◆ **Task instructions**:
Copy every line from the records below that carries the word "InvalidToken".

◆ **Task input**:
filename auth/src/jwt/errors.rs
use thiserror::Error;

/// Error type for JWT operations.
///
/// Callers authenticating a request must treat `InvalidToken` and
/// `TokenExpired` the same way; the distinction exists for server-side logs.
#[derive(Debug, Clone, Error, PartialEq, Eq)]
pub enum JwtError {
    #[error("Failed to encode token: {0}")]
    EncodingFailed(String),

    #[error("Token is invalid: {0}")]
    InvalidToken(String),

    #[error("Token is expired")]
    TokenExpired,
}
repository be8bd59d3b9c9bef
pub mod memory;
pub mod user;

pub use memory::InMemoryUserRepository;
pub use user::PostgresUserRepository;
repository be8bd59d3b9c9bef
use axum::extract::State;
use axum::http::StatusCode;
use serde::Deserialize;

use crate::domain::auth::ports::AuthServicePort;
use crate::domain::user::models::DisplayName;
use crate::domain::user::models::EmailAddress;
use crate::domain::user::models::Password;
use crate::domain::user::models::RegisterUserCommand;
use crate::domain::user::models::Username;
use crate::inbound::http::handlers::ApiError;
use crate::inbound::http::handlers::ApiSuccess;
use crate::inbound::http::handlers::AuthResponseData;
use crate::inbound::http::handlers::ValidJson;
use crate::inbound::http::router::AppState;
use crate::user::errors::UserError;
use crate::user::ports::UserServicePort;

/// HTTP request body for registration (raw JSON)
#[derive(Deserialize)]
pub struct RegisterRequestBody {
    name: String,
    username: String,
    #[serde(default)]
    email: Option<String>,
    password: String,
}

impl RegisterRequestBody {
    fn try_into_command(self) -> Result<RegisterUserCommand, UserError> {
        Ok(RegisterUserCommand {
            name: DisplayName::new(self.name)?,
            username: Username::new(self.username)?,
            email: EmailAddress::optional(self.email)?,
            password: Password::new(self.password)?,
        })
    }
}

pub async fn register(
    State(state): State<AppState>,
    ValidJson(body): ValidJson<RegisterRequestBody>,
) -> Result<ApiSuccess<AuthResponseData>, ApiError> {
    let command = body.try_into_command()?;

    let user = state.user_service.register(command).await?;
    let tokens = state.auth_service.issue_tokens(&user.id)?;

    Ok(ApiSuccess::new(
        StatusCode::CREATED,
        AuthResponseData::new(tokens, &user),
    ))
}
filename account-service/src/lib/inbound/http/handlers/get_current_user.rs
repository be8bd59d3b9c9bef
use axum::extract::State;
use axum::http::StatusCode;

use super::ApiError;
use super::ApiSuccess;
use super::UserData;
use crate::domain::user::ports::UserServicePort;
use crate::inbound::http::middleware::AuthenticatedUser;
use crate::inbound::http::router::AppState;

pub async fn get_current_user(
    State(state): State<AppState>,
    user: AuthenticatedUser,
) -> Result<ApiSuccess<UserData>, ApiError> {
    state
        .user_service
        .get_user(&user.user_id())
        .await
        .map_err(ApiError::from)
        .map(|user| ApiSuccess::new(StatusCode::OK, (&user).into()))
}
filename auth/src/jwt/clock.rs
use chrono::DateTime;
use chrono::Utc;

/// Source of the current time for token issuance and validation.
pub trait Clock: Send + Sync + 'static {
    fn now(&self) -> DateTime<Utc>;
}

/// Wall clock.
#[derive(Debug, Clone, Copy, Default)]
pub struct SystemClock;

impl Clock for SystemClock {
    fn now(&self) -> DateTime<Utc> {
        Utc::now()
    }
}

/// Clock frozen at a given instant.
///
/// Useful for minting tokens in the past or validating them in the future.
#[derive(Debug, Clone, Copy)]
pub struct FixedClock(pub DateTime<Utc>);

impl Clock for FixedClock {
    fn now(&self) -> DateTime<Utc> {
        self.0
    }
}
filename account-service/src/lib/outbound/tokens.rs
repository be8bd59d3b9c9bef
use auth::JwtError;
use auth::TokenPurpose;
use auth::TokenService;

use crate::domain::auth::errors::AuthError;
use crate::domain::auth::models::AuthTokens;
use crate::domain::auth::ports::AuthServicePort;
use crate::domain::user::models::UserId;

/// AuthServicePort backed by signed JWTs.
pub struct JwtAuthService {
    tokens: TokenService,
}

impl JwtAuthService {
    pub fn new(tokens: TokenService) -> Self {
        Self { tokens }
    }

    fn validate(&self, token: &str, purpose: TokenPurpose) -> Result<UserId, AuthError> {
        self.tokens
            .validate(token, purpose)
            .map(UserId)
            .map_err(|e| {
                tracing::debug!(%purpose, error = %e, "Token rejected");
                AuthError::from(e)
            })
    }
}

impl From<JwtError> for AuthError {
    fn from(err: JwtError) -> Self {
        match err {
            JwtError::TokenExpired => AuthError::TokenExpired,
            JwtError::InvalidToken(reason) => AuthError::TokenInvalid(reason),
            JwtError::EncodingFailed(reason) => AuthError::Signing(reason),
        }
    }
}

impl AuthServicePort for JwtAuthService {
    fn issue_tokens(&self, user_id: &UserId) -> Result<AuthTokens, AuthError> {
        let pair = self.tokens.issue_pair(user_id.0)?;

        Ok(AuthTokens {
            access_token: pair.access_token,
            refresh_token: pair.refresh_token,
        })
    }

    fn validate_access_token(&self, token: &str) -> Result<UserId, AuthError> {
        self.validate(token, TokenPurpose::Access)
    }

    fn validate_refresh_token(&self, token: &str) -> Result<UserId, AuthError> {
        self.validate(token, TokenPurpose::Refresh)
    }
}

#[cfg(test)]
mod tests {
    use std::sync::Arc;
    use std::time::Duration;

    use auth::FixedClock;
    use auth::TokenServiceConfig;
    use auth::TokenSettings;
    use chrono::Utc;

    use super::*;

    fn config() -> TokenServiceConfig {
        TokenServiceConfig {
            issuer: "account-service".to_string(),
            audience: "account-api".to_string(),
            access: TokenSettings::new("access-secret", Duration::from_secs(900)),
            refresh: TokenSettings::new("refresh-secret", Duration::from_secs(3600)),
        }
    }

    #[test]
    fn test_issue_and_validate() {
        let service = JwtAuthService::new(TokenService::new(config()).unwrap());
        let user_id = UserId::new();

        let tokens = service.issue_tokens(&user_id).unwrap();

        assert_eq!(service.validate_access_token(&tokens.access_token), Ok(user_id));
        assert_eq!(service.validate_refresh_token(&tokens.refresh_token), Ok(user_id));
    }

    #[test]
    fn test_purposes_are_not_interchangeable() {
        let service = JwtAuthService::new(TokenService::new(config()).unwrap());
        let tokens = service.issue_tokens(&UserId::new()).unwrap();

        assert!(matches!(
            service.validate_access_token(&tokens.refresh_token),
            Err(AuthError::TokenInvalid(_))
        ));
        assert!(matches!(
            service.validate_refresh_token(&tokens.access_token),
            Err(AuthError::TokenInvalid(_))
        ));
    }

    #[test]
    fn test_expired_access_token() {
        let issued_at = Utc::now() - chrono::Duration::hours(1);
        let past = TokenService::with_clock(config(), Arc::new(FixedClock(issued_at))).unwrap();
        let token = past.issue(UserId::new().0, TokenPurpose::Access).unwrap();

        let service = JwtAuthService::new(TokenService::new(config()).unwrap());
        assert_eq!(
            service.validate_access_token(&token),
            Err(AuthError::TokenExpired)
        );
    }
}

◆ **Solution below**:
/// Callers authenticating a request must treat `InvalidToken` and
    InvalidToken(String),
            JwtError::InvalidToken(reason) => AuthError::TokenInvalid(reason),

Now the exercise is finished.